On Monday, February 13, Michael Flynn resigned as President Trump’s National Security Adviser. His abrupt departure occurred seven hours after counselor to the President, Kellyanne Conway said on MSNBC that Mr. Trump had “full confidence” in Mr. Flynn. His withdrawal happened less than a month into his position and made him one of the shortest-serving senior presidential advisers.
Furthermore, this departure came after reports surfaced from the Justice Department, and Acting Attorney General Sally Yates informed the White House counsel that Mr. Flynn lied about the nature of his correspondence with Russian Ambassador Sergey I Kislyak. Before his resignation, Mr.
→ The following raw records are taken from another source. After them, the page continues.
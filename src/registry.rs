// SPDX-License-Identifier: Apache-2.0
// Copyright 2025 Keylime Authors

//! Role-indexed attribute store
//!
//! The registry keeps one [`RoleAttributes`] record per storage slot. The
//! optional sections of a record exist exactly for the roles whose
//! [`RoleCapabilities`](crate::role::RoleCapabilities) allow them, so
//! asking for an attribute a role does not carry fails with
//! [`HubConfigError::UnsupportedRoleOperation`] instead of returning some
//! other role's value. `Trace` shares the `Job` record.

use crate::{
    defaults::*,
    error::{HubConfigError, Result},
    role::{AuthMethod, DatabaseRole, Scheme},
    security::{
        simple_ssl_material, HostnameVerifier, SecurityBundle,
        SecurityMaterial, SslContextHandle, TrustManager,
    },
};
use log::*;

/// Application server settings of a role
#[derive(Debug, Clone, PartialEq)]
pub struct AppServerSettings {
    pub server_name: String,
    pub port: u16,
    pub auth_method: AuthMethod,
    pub scheme: Scheme,
}

/// All attributes stored for one role
#[derive(Debug, Clone, PartialEq)]
pub struct RoleAttributes {
    pub database_name: String,
    pub forests_per_host: u32,
    app_server: Option<AppServerSettings>,
    security: Option<SecurityBundle>,
}

impl RoleAttributes {
    fn defaults(role: DatabaseRole, content_forests: u32) -> Self {
        let caps = role.capabilities();
        let forests_per_host = match role.canonical() {
            DatabaseRole::Staging | DatabaseRole::Final => content_forests,
            _ => DEFAULT_AUX_FORESTS_PER_HOST,
        };
        let app_server = match default_port(role) {
            Some(port) if caps.app_server => Some(AppServerSettings {
                server_name: default_database_name(role).to_string(),
                port,
                auth_method: DEFAULT_AUTH_METHOD,
                scheme: DEFAULT_SCHEME,
            }),
            _ => None,
        };

        RoleAttributes {
            database_name: default_database_name(role).to_string(),
            forests_per_host,
            app_server,
            security: caps.security.then(SecurityBundle::default),
        }
    }

    pub fn app_server(&self) -> Option<&AppServerSettings> {
        self.app_server.as_ref()
    }

    pub fn security(&self) -> Option<&SecurityBundle> {
        self.security.as_ref()
    }
}

#[derive(Debug, Clone, PartialEq)]
pub struct RoleRegistry {
    slots: [RoleAttributes; 9],
}

impl Default for RoleRegistry {
    fn default() -> Self {
        RoleRegistry::new()
    }
}

impl RoleRegistry {
    pub fn new() -> Self {
        RoleRegistry::with_forests_per_host(DEFAULT_FORESTS_PER_HOST)
    }

    /// Create a registry using `content_forests` as the platform default
    /// forest count of the staging and final databases
    pub fn with_forests_per_host(content_forests: u32) -> Self {
        RoleRegistry {
            slots: std::array::from_fn(|i| {
                RoleAttributes::defaults(
                    DatabaseRole::STORED[i],
                    content_forests,
                )
            }),
        }
    }

    pub fn attributes(&self, role: DatabaseRole) -> &RoleAttributes {
        &self.slots[role.slot()]
    }

    fn attributes_mut(&mut self, role: DatabaseRole) -> &mut RoleAttributes {
        &mut self.slots[role.slot()]
    }

    fn server(
        &self,
        role: DatabaseRole,
        operation: &'static str,
    ) -> Result<&AppServerSettings> {
        self.attributes(role)
            .app_server
            .as_ref()
            .ok_or_else(|| HubConfigError::unsupported(role, operation))
    }

    fn server_mut(
        &mut self,
        role: DatabaseRole,
        operation: &'static str,
    ) -> Result<&mut AppServerSettings> {
        self.attributes_mut(role)
            .app_server
            .as_mut()
            .ok_or_else(|| HubConfigError::unsupported(role, operation))
    }

    fn bundle(
        &self,
        role: DatabaseRole,
        operation: &'static str,
    ) -> Result<&SecurityBundle> {
        self.attributes(role)
            .security
            .as_ref()
            .ok_or_else(|| HubConfigError::unsupported(role, operation))
    }

    fn bundle_mut(
        &mut self,
        role: DatabaseRole,
        operation: &'static str,
    ) -> Result<&mut SecurityBundle> {
        self.attributes_mut(role)
            .security
            .as_mut()
            .ok_or_else(|| HubConfigError::unsupported(role, operation))
    }

    pub fn database_name(&self, role: DatabaseRole) -> &str {
        &self.attributes(role).database_name
    }

    pub fn set_database_name(
        &mut self,
        role: DatabaseRole,
        name: impl Into<String>,
    ) {
        self.attributes_mut(role).database_name = name.into();
    }

    pub fn forests_per_host(&self, role: DatabaseRole) -> u32 {
        self.attributes(role).forests_per_host
    }

    pub fn set_forests_per_host(&mut self, role: DatabaseRole, forests: u32) {
        self.attributes_mut(role).forests_per_host = forests;
    }

    pub fn server_name(&self, role: DatabaseRole) -> Result<&str> {
        Ok(&self.server(role, "get app server name")?.server_name)
    }

    pub fn set_server_name(
        &mut self,
        role: DatabaseRole,
        name: impl Into<String>,
    ) -> Result<()> {
        self.server_mut(role, "set app server name")?.server_name =
            name.into();
        Ok(())
    }

    pub fn port(&self, role: DatabaseRole) -> Result<u16> {
        Ok(self.server(role, "get app port")?.port)
    }

    pub fn set_port(&mut self, role: DatabaseRole, port: u16) -> Result<()> {
        self.server_mut(role, "set app port")?.port = port;
        Ok(())
    }

    pub fn auth_method(&self, role: DatabaseRole) -> Result<AuthMethod> {
        Ok(self.server(role, "get auth method")?.auth_method)
    }

    pub fn set_auth_method(
        &mut self,
        role: DatabaseRole,
        auth_method: AuthMethod,
    ) -> Result<()> {
        self.server_mut(role, "set auth method")?.auth_method = auth_method;
        Ok(())
    }

    pub fn scheme(&self, role: DatabaseRole) -> Result<Scheme> {
        Ok(self.server(role, "get scheme")?.scheme)
    }

    pub fn set_scheme(
        &mut self,
        role: DatabaseRole,
        scheme: Scheme,
    ) -> Result<()> {
        self.server_mut(role, "set scheme")?.scheme = scheme;
        Ok(())
    }

    /// The whole security bundle of a role
    pub fn security_bundle(
        &self,
        role: DatabaseRole,
    ) -> Result<&SecurityBundle> {
        self.bundle(role, "get security bundle")
    }

    pub fn simple_ssl(&self, role: DatabaseRole) -> Result<bool> {
        Ok(self.bundle(role, "get simple ssl")?.simple_ssl)
    }

    pub fn set_simple_ssl(
        &mut self,
        role: DatabaseRole,
        simple_ssl: bool,
    ) -> Result<()> {
        self.bundle_mut(role, "set simple ssl")?.simple_ssl = simple_ssl;
        Ok(())
    }

    pub fn ssl_context(
        &self,
        role: DatabaseRole,
    ) -> Result<Option<&SslContextHandle>> {
        Ok(self.bundle(role, "get ssl context")?.ssl_context.as_ref())
    }

    pub fn set_ssl_context(
        &mut self,
        role: DatabaseRole,
        ssl_context: Option<SslContextHandle>,
    ) -> Result<()> {
        self.bundle_mut(role, "set ssl context")?.ssl_context = ssl_context;
        Ok(())
    }

    pub fn ssl_hostname_verifier(
        &self,
        role: DatabaseRole,
    ) -> Result<Option<HostnameVerifier>> {
        Ok(self
            .bundle(role, "get ssl hostname verifier")?
            .ssl_hostname_verifier)
    }

    pub fn set_ssl_hostname_verifier(
        &mut self,
        role: DatabaseRole,
        verifier: Option<HostnameVerifier>,
    ) -> Result<()> {
        self.bundle_mut(role, "set ssl hostname verifier")?
            .ssl_hostname_verifier = verifier;
        Ok(())
    }

    pub fn cert_file(&self, role: DatabaseRole) -> Result<Option<&str>> {
        Ok(self.bundle(role, "get cert file")?.cert_file.as_deref())
    }

    pub fn set_cert_file(
        &mut self,
        role: DatabaseRole,
        cert_file: Option<String>,
    ) -> Result<()> {
        self.bundle_mut(role, "set certificate file")?.cert_file = cert_file;
        Ok(())
    }

    pub fn cert_password(&self, role: DatabaseRole) -> Result<Option<&str>> {
        Ok(self
            .bundle(role, "get cert password")?
            .cert_password
            .as_deref())
    }

    pub fn set_cert_password(
        &mut self,
        role: DatabaseRole,
        cert_password: Option<String>,
    ) -> Result<()> {
        self.bundle_mut(role, "set certificate password")?
            .cert_password = cert_password;
        Ok(())
    }

    pub fn external_name(&self, role: DatabaseRole) -> Result<Option<&str>> {
        Ok(self
            .bundle(role, "get external name")?
            .external_name
            .as_deref())
    }

    pub fn set_external_name(
        &mut self,
        role: DatabaseRole,
        external_name: Option<String>,
    ) -> Result<()> {
        self.bundle_mut(role, "set external name")?.external_name =
            external_name;
        Ok(())
    }

    pub fn trust_manager(
        &self,
        role: DatabaseRole,
    ) -> Result<Option<&TrustManager>> {
        Ok(self
            .bundle(role, "get trust manager")?
            .trust_manager
            .as_ref())
    }

    pub fn set_trust_manager(
        &mut self,
        role: DatabaseRole,
        trust_manager: Option<TrustManager>,
    ) -> Result<()> {
        self.bundle_mut(role, "set trust manager")?.trust_manager =
            trust_manager;
        Ok(())
    }

    /// Install prepared TLS material on a role
    pub fn apply_security_material(
        &mut self,
        role: DatabaseRole,
        material: SecurityMaterial,
    ) -> Result<()> {
        self.bundle_mut(role, "set security material")?.apply(material);
        Ok(())
    }

    /// Switch a role to simple SSL, replacing its TLS context, hostname
    /// verifier and trust manager with the trust-everything material
    pub fn enable_simple_ssl(&mut self, role: DatabaseRole) -> Result<()> {
        // Reject the role before building anything
        let _ = self.bundle(role, "enable simple ssl")?;
        let material = simple_ssl_material()?;
        warn!("Simple SSL enabled for {role}: server certificates and host names are not verified");
        let bundle = self.bundle_mut(role, "enable simple ssl")?;
        bundle.simple_ssl = true;
        bundle.apply(material);
        Ok(())
    }
}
Flynn denied any informative conversations with Kislyak, which left him vulnerable to blackmail. The lack of transparency illustrated by Mr. Flynn’s breach in protocol created a huge risk to the nation’s security and illustrates the chaos within the National Security Council. For example, Mr. Flynn reportedly spoke to Kislyak multiple times during the presidential election, including when President Obama retaliated against Moscow for hacking the Democratic National Convention. The Washington Post columnist, David Ignatius, wrote on January 11 that Mr. Flynn phoned Russian Ambassador Kislyak “several times on Dec. 29, the day the Obama administration announced the expulsion of 35 Russian officials as well as other measures in retaliation for the hacking.” As the National Security Adviser, Michael Flynn should be assisting the president on national security and foreign policy issues for the good of the people and country.
After Mr. Flynn’s departure, it became apparent that he had not communicated his resignation to the National Security Council staff members and they were only informed about his choice from news reports. In Mr. Flynn’s resignation letter, he said that he “inadvertently briefed the Vice President Elect and others with incomplete information regarding my phone calls with the Russian Ambassador.” Later, the Secretary of Press, Sean Spicer, said that President Trump encouraged Mr. Flynn to resign due to an “erosion of trust.”
Lastly, the results of the unceremonious departure of Mr. Flynn, whose selection for his position was criticized since Trump’s presidential campaign (2016), should be perceived by the majority as a welcome development. Mr. Flynn has a long-standing history of Islamophobia, conspiracy theories, and leaking classified information to foreign nations, which were all viewed as too extreme by the people to be elected as the National Security Adviser. Furthermore, a journalist Glenn Greenwald, co-founder of The Intercept, stated in a tweet that “Flynn’s firing sin was not lying to the public: high officials do that constantly; that’s encouraged. It was lying to Pence.” On the other hand, in an interview with Democracy Now! Greenwald argues that whoever leaked the conversation between General Mr. Flynn and Russian Ambassador telephone calls committed a serious felony. However, he states that the First Amendment freedom of the press clause should bar prosecution in such cases as when a public official is withholding classified evidence from the public that the public deserves to know. In this case, the National Security Adviser’s continuous communication with the Russian Ambassador without public knowledge and without regard to security is a priority offense.
Overall, Michael Flynn, the US National Security Adviser resigned because of his phone conversations with Russian Ambassador Kislyak and the breach in national security.